Los Angeles is the city with the distinction of having the highest homeless population in the nation.
Recently there was a story in the Los Angeles Times. I first heard about the story last week as a group of us were driving to a birthday dinner party. I did not know the details of the story but I went off on a bit of a rant as soon as I heard the title and the basics of the story from a passenger in the car.
Housing project for hard-core homeless pays off
A study of homeless adults housed by L.A. County's Project 50 suggests providing permanent housing to vulnerable populations saves local governments money.
There is more to this story.
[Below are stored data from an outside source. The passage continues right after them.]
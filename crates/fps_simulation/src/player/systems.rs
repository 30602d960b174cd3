//! Player systems: активация, движение, стрельба, ground correction.
//!
//! Порядок в тике (chain): move_players → fire_players →
//! correct_ground_penetration → clear_player_input.

use bevy::prelude::*;
use bevy_rapier3d::prelude::{Collider, RigidBody};

use super::components::{
    Muzzle, PlayerCamera, PlayerController, PlayerInput, PlayerRig, Shooter, ShotFired,
    GROUND_RAY_LIFT, GROUND_RAY_RANGE, GROUND_STICK_VELOCITY, PENETRATION_MARGIN, SETUP_NUDGE,
};
use super::spawn::build_player_rig;
use crate::despawn::{DespawnQueue, DespawnTimer};
use crate::physics::{CharacterCapsule, CharacterMotion, GroundProbe};
use crate::projectile::spawn_projectile;

/// Система: one-time setup нового игрока (идемпотентно)
///
/// - нет коллайдера → capsule collider + kinematic body
/// - капсула уже касается земли → подъём на SETUP_NUDGE
/// - нет валидного PlayerRig → camera + muzzle
pub fn activate_players(
    mut commands: Commands,
    mut players: Query<
        (Entity, &CharacterCapsule, &mut Transform, Option<&PlayerRig>, Has<Collider>),
        Added<PlayerController>,
    >,
    cameras: Query<(), With<PlayerCamera>>,
    muzzles: Query<(), With<Muzzle>>,
    probe: GroundProbe,
) {
    for (entity, capsule, mut transform, rig, has_collider) in players.iter_mut() {
        if !has_collider {
            commands
                .entity(entity)
                .insert((capsule.collider(), RigidBody::KinematicPositionBased));
        }

        let ground = probe.ground_height(
            capsule.world_center(transform.translation),
            capsule.height / 2.0 + capsule.skin_width,
        );
        if capsule.touches_ground(transform.translation, ground) {
            transform.translation.y += SETUP_NUDGE;
        }

        let rig_valid =
            rig.is_some_and(|rig| cameras.contains(rig.camera) && muzzles.contains(rig.muzzle));
        if !rig_valid {
            build_player_rig(&mut commands, entity);
        }

        crate::logger::log(&format!(
            "Player {:?} activated at {:?} (rig rebuilt: {})",
            entity, transform.translation, !rig_valid
        ));
    }
}

/// Система: WASD + прыжок + гравитация + yaw
///
/// Горизонталь: в локальном базисе игрока (right / forward), вертикаль
/// через capsule motor, который останавливается на земле и даёт grounded.
pub fn move_players(
    mut players: Query<(
        &PlayerController,
        &CharacterCapsule,
        &mut CharacterMotion,
        &PlayerInput,
        &mut Transform,
    )>,
    probe: GroundProbe,
    time: Res<Time<Fixed>>,
) {
    let delta = time.delta_secs();

    for (controller, capsule, mut motion, input, mut transform) in players.iter_mut() {
        if !capsule.enabled {
            continue;
        }

        let grounded = motion.grounded;
        if grounded && motion.vertical_velocity < 0.0 {
            motion.vertical_velocity = GROUND_STICK_VELOCITY;
        }

        let planar = transform.right() * input.axes.x + transform.forward() * input.axes.y;
        capsule.move_planar(&mut transform.translation, planar * controller.move_speed * delta);

        if input.jump && grounded {
            motion.vertical_velocity = controller.jump_velocity();
        }

        motion.vertical_velocity += controller.gravity * delta;
        let dy = motion.vertical_velocity * delta;

        let ground = probe.ground_height(
            capsule.world_center(transform.translation),
            capsule.height / 2.0 + dy.abs() + capsule.skin_width,
        );
        motion.grounded = capsule.move_vertical(&mut transform.translation, dy, ground);

        if input.look_x != 0.0 {
            // Положительный look → поворот вправо (по часовой сверху)
            transform.rotate_y(-(input.look_x * controller.look_sensitivity).to_radians());
        }
    }
}

/// Система: выстрел по fire edge с cooldown
///
/// Снаряд спавнится в мировой позиции muzzle (player * camera * muzzle),
/// летит по его forward. Стрелок дополнительно ставит страховочный деспавн.
pub fn fire_players(
    mut commands: Commands,
    mut players: Query<(Entity, &PlayerController, &mut Shooter, &PlayerInput, &Transform, Option<&PlayerRig>)>,
    rig_parts: Query<&Transform, Without<PlayerController>>,
    mut queue: ResMut<DespawnQueue>,
    mut shots: EventWriter<ShotFired>,
    time: Res<Time<Fixed>>,
) {
    let now = time.elapsed_secs();

    for (entity, controller, mut shooter, input, transform, rig) in players.iter_mut() {
        if !input.fire || !shooter.ready(now, controller.shoot_cooldown) {
            continue;
        }
        shooter.last_shot_at = now;

        let muzzle = rig.and_then(|rig| {
            let camera = rig_parts.get(rig.camera).ok()?;
            let muzzle = rig_parts.get(rig.muzzle).ok()?;
            Some(transform.mul_transform(*camera).mul_transform(*muzzle))
        });

        let (Some(template), Some(muzzle)) = (&controller.projectile, muzzle) else {
            crate::logger::log(&format!("Player {:?} fired with nothing to spawn", entity));
            continue;
        };

        let direction = muzzle.forward().as_vec3();
        let projectile = spawn_projectile(
            &mut commands,
            template,
            Transform::from_translation(muzzle.translation).with_rotation(muzzle.rotation),
            direction * controller.shoot_force,
            controller.projectile_damage,
            controller.projectile_lifetime,
        );

        queue.schedule_after(
            projectile,
            DespawnTimer::SafetyNet,
            time.elapsed(),
            controller.safety_cleanup_delay,
        );

        shots.write(ShotFired {
            shooter: entity,
            projectile,
            origin: muzzle.translation,
            direction,
        });

        crate::logger::log(&format!(
            "🔫 Player {:?} fired {:?} from {:?} dir {:?}",
            entity, projectile, muzzle.translation, direction
        ));
    }
}

/// Система: вытащить капсулу из-под земли
///
/// Луч вниз от origin + GROUND_RAY_LIFT; если нижняя точка капсулы ниже
/// точки попадания: подъём на глубину + PENETRATION_MARGIN.
pub fn correct_ground_penetration(
    mut players: Query<(Entity, &CharacterCapsule, &mut Transform), With<PlayerController>>,
    probe: GroundProbe,
) {
    for (entity, capsule, mut transform) in players.iter_mut() {
        if !capsule.enabled {
            continue;
        }

        let origin = transform.translation + Vec3::Y * GROUND_RAY_LIFT;
        let Some(ground) = probe.ground_height(origin, GROUND_RAY_RANGE) else {
            continue;
        };

        if let Some(lift) = capsule.penetration_correction(transform.translation, ground, PENETRATION_MARGIN) {
            transform.translation.y += lift;
            crate::logger::log(&format!(
                "⚠️ Player {:?} was under ground, lifted by {:.3}",
                entity, lift
            ));
        }
    }
}

/// Система: сброс input edges в конце тика
pub fn clear_player_input(mut inputs: Query<&mut PlayerInput>) {
    for mut input in inputs.iter_mut() {
        if input.jump || input.fire || input.look_x != 0.0 {
            input.clear_edges();
        }
    }
}
//! Глобальный logger симуляции
//!
//! Host (игровой клиент, тесты, headless binary) ставит свой `LogPrinter`,
//! gameplay системы пишут через `log` / `log_info` / ... без знания о sink'е.
//! Сообщения ниже `LOGGER_LEVEL` отбрасываются до форматирования timestamp.

use once_cell::sync::Lazy;
use serde::{Deserialize, Serialize};
use std::sync::Mutex;

static LOGGER: Lazy<Mutex<Option<Box<dyn LogPrinter>>>> = Lazy::new(|| Mutex::new(None));

pub static LOGGER_LEVEL: Lazy<Mutex<LogLevel>> = Lazy::new(|| Mutex::new(LogLevel::Debug));

#[derive(Debug, Clone, Copy, PartialEq, Eq, PartialOrd, Ord, Hash, Serialize, Deserialize)]
pub enum LogLevel {
    Debug,
    Info,
    Warning,
    Error,
}

impl LogLevel {
    pub fn as_str(&self) -> &'static str {
        match self {
            LogLevel::Debug => "DEBUG",
            LogLevel::Info => "INFO",
            LogLevel::Warning => "WARNING",
            LogLevel::Error => "ERROR",
        }
    }
}

pub trait LogPrinter: Send + Sync {
    fn log(&self, level: LogLevel, message: &str);
}

pub fn set_logger(logger: Box<dyn LogPrinter>) {
    if let Ok(mut slot) = LOGGER.lock() {
        *slot = Some(logger);
    }
}

pub fn set_logger_if_needed(logger: Box<dyn LogPrinter>) {
    if let Ok(mut slot) = LOGGER.lock() {
        if slot.is_none() {
            *slot = Some(logger);
        }
    }
}

pub fn set_log_level(level: LogLevel) {
    if let Ok(mut current) = LOGGER_LEVEL.lock() {
        *current = level;
    }
}

fn level_enabled(level: LogLevel) -> bool {
    LOGGER_LEVEL.lock().map(|min| level >= *min).unwrap_or(true)
}

pub fn log(message: &str) {
    log_with_level(LogLevel::Debug, message);
}

pub fn log_info(message: &str) {
    log_with_level(LogLevel::Info, message);
}

pub fn log_warning(message: &str) {
    log_with_level(LogLevel::Warning, message);
}

pub fn log_error(message: &str) {
    log_with_level(LogLevel::Error, message);
}

pub fn log_with_level(level: LogLevel, message: &str) {
    if !level_enabled(level) {
        return;
    }

    // Poisoned mutex = кто-то упал внутри printer'а, просто молчим
    let Ok(guard) = LOGGER.lock() else {
        return;
    };

    if let Some(logger) = guard.as_ref() {
        let timestamp = chrono::Local::now().format("%Y-%m-%d %H:%M:%S%.3f");
        logger.log(level, &format!("[{}] {}", timestamp, message));
    }
}

/// Default sink: stdout
pub struct ConsoleLogger;

impl LogPrinter for ConsoleLogger {
    fn log(&self, level: LogLevel, message: &str) {
        println!("[{}] {}", level.as_str(), message);
    }
}

pub fn init_logger() {
    set_logger_if_needed(Box::new(ConsoleLogger));
}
Click on "read more" below for the more complete picture.
If the point of the story is that our city government and an organization was able to skirt the issue of the homeless, hide the issue with smoke and mirrors and divert attention from the issue then perhaps I missed the point of the story.
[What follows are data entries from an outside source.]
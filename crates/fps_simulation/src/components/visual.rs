//! Render/audio facets
//!
//! Симуляция не рендерит и не играет звук. Она только выставляет флаги и
//! спавнит entity-запросы, host (клиент) их исполняет:
//! - `Visual::visible`: показывать ли меш entity
//! - `Effect`: одноразовый визуальный эффект (particles) с автоочисткой
//! - `SoundRequested`: one-shot звук

use bevy::prelude::*;
use serde::{Deserialize, Serialize};
use std::borrow::Cow;
use std::time::Duration;

use crate::despawn::{DespawnQueue, DespawnTimer};

/// Время жизни эффекта смерти (секунды)
pub const DEATH_EFFECT_LIFETIME: f32 = 3.0;

/// Время жизни эффекта попадания (секунды)
pub const HIT_EFFECT_LIFETIME: f32 = 2.0;

/// Render facet entity (host синхронизирует с мешем)
#[derive(Component, Debug, Clone, Copy, PartialEq, Eq)]
pub struct Visual {
    pub visible: bool,
}

impl Default for Visual {
    fn default() -> Self {
        Self { visible: true }
    }
}

/// Ссылка на шаблон эффекта (host резолвит имя в prefab/particles)
#[derive(Debug, Clone, PartialEq, Eq, Serialize, Deserialize)]
pub struct EffectTemplate {
    pub name: Cow<'static, str>,
}

impl EffectTemplate {
    pub fn new(name: impl Into<Cow<'static, str>>) -> Self {
        Self { name: name.into() }
    }
}

/// Заспавненный экземпляр эффекта
#[derive(Component, Debug, Clone, PartialEq, Eq)]
pub struct Effect {
    pub name: Cow<'static, str>,
}

/// Ссылка на аудио клип (host резолвит имя)
#[derive(Debug, Clone, PartialEq, Eq, Serialize, Deserialize)]
pub struct SoundClip {
    pub name: Cow<'static, str>,
}

impl SoundClip {
    pub fn new(name: impl Into<Cow<'static, str>>) -> Self {
        Self { name: name.into() }
    }
}

/// Event: проиграть one-shot звук на emitter'е
#[derive(Event, Debug, Clone)]
pub struct SoundRequested {
    pub emitter: Entity,
    pub clip: SoundClip,
    pub position: Vec3,
}

/// Спавнит эффект по шаблону и ставит его автоочистку через `lifetime` секунд
pub fn spawn_effect(
    commands: &mut Commands,
    queue: &mut DespawnQueue,
    template: &EffectTemplate,
    transform: Transform,
    now: Duration,
    lifetime: f32,
) -> Entity {
    let effect = commands
        .spawn((
            Effect {
                name: template.name.clone(),
            },
            transform,
        ))
        .id();

    queue.schedule_after(effect, DespawnTimer::Effect, now, lifetime);

    crate::logger::log(&format!(
        "✨ Effect '{}' {:?} at {:?} (cleanup in {}s)",
        template.name, effect, transform.translation, lifetime
    ));

    effect
}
I am in my fifth year of walking the streets of skid row in Los Angeles. I don't believe much of what I read in the official publications or reports. I trust my eyes and the people I talk to on the streets of skid row.
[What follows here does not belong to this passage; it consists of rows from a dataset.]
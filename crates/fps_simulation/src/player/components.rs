//! Player компоненты: tunables контроллера, input, rig (камера + muzzle), стрельба

use bevy::prelude::*;
use serde::{Deserialize, Serialize};

use crate::components::Player;
use crate::physics::{CharacterCapsule, CharacterMotion};
use crate::projectile::ProjectileTemplate;

/// Локальное смещение камеры относительно игрока
pub const CAMERA_OFFSET: Vec3 = Vec3::new(0.0, 1.5, 0.0);

/// Локальное смещение точки выстрела относительно камеры (0.5 вперёд, Bevy forward = -Z)
pub const MUZZLE_OFFSET: Vec3 = Vec3::new(0.0, 0.0, -0.5);

/// Вертикальная скорость, прижимающая капсулу к земле
pub const GROUND_STICK_VELOCITY: f32 = -2.0;

/// Подъём при активации, если капсула уже стоит на земле (anti-clip)
pub const SETUP_NUDGE: f32 = 0.1;

/// Ground correction: старт луча над origin
pub const GROUND_RAY_LIFT: f32 = 0.1;

/// Ground correction: дальность луча вниз
pub const GROUND_RAY_RANGE: f32 = 10.0;

/// Ground correction: запас сверх глубины проникновения
pub const PENETRATION_MARGIN: f32 = 0.1;

/// First-person контроллер игрока (tunables)
///
/// Автоматически добавляет Player, CharacterCapsule, CharacterMotion,
/// PlayerInput, Shooter через Required Components.
/// Камера и muzzle: дочерние entity, см. `PlayerRig`.
#[derive(Component, Debug, Clone, PartialEq, Serialize, Deserialize)]
#[require(Player, CharacterCapsule, CharacterMotion, PlayerInput, Shooter, Transform)]
#[serde(default)]
pub struct PlayerController {
    /// Скорость ходьбы (m/s)
    pub move_speed: f32,
    /// Высота прыжка (m)
    pub jump_height: f32,
    /// Гравитация (m/s², отрицательная)
    pub gravity: f32,
    /// Градусов yaw на единицу look input
    pub look_sensitivity: f32,
    /// Начальная скорость снаряда (m/s)
    pub shoot_force: f32,
    /// Минимальный интервал между выстрелами (s)
    pub shoot_cooldown: f32,
    pub projectile_damage: f32,
    pub projectile_lifetime: f32,
    /// Страховочный деспавн снаряда стрелком (s)
    pub safety_cleanup_delay: f32,
    /// None → выстрел ничего не спавнит (cooldown всё равно тратится)
    pub projectile: Option<ProjectileTemplate>,
}

impl Default for PlayerController {
    fn default() -> Self {
        Self {
            move_speed: 5.0,
            jump_height: 8.0,
            gravity: -20.0,
            look_sensitivity: 2.0,
            shoot_force: 20.0,
            shoot_cooldown: 0.3,
            projectile_damage: 25.0,
            projectile_lifetime: 3.0,
            safety_cleanup_delay: 3.0,
            projectile: Some(ProjectileTemplate::default()),
        }
    }
}

impl PlayerController {
    /// Стартовая скорость прыжка: v = sqrt(h * -2 * g)
    pub fn jump_velocity(&self) -> f32 {
        (self.jump_height * -2.0 * self.gravity).max(0.0).sqrt()
    }
}

/// Входные данные игрока (пишет host)
///
/// Для headless тестов: mock input через этот компонент.
/// `jump` / `fire` / `look_x`: edges одного тика, сбрасываются в конце тика.
/// `axes`: удерживаемое состояние, host обновляет сам.
#[derive(Component, Debug, Clone, Copy, Default, PartialEq, Reflect)]
#[reflect(Component)]
pub struct PlayerInput {
    /// x = strafe (right +), y = forward (+)
    pub axes: Vec2,
    /// Горизонтальный look delta (right +)
    pub look_x: f32,
    pub jump: bool,
    pub fire: bool,
}

impl PlayerInput {
    pub fn clear_edges(&mut self) {
        self.look_x = 0.0;
        self.jump = false;
        self.fire = false;
    }
}

/// Состояние стрельбы
#[derive(Component, Debug, Clone, Copy, Default, PartialEq, Reflect)]
#[reflect(Component)]
pub struct Shooter {
    /// Время последнего выстрела (s, simulated time). Стартует с 0.
    pub last_shot_at: f32,
}

impl Shooter {
    pub fn ready(&self, now: f32, cooldown: f32) -> bool {
        now >= self.last_shot_at + cooldown
    }
}

/// Дочерние entity игрока
///
/// Инвариант: muzzle это ребёнок camera, camera это ребёнок игрока.
#[derive(Component, Debug, Clone, Copy, PartialEq, Eq)]
pub struct PlayerRig {
    pub camera: Entity,
    pub muzzle: Entity,
}

/// Marker: look camera игрока
#[derive(Component, Debug, Clone, Copy, Default)]
pub struct PlayerCamera;

/// Marker: точка вылета снарядов
#[derive(Component, Debug, Clone, Copy, Default)]
pub struct Muzzle;

/// Event: игрок выстрелил
#[derive(Event, Debug, Clone)]
pub struct ShotFired {
    pub shooter: Entity,
    pub projectile: Entity,
    pub origin: Vec3,
    pub direction: Vec3,
}

#[cfg(test)]
mod tests {
    use super::*;

    #[test]
    fn test_jump_velocity() {
        let controller = PlayerController::default();
        // sqrt(8 * -2 * -20) = sqrt(320)
        assert!((controller.jump_velocity() - 320f32.sqrt()).abs() < 1e-4);
    }

    #[test]
    fn test_shooter_cooldown() {
        let shooter = Shooter { last_shot_at: 1.0 };
        assert!(!shooter.ready(1.2, 0.3));
        assert!(shooter.ready(1.35, 0.3));

        // Стартовый last_shot_at = 0 → первые cooldown секунд стрелять нельзя
        assert!(!Shooter::default().ready(0.1, 0.3));
    }

    #[test]
    fn test_clear_edges_keeps_axes() {
        let mut input = PlayerInput {
            axes: Vec2::Y,
            look_x: 3.0,
            jump: true,
            fire: true,
        };
        input.clear_edges();

        assert_eq!(input.axes, Vec2::Y);
        assert_eq!(input.look_x, 0.0);
        assert!(!input.jump && !input.fire);
    }
}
One does not need 20/20 vision to see that the number of people living on the streets of Los Angeles has increased since 2009 when I started to count people.
At this point I will read the story more closely. I will embed within the story some thoughts that cross my mind. My thoughts will be in color font.
The story in the Los Angeles Times:
An ambitious program to provide permanent housing to some of Los Angeles County's most hard-core homeless more than paid for itself, yielding a net savings of $238,700 over two years, officials said Thursday.
Maybe I am wrong but I think this is a fraction of what Union Rescue Mission spends in a month.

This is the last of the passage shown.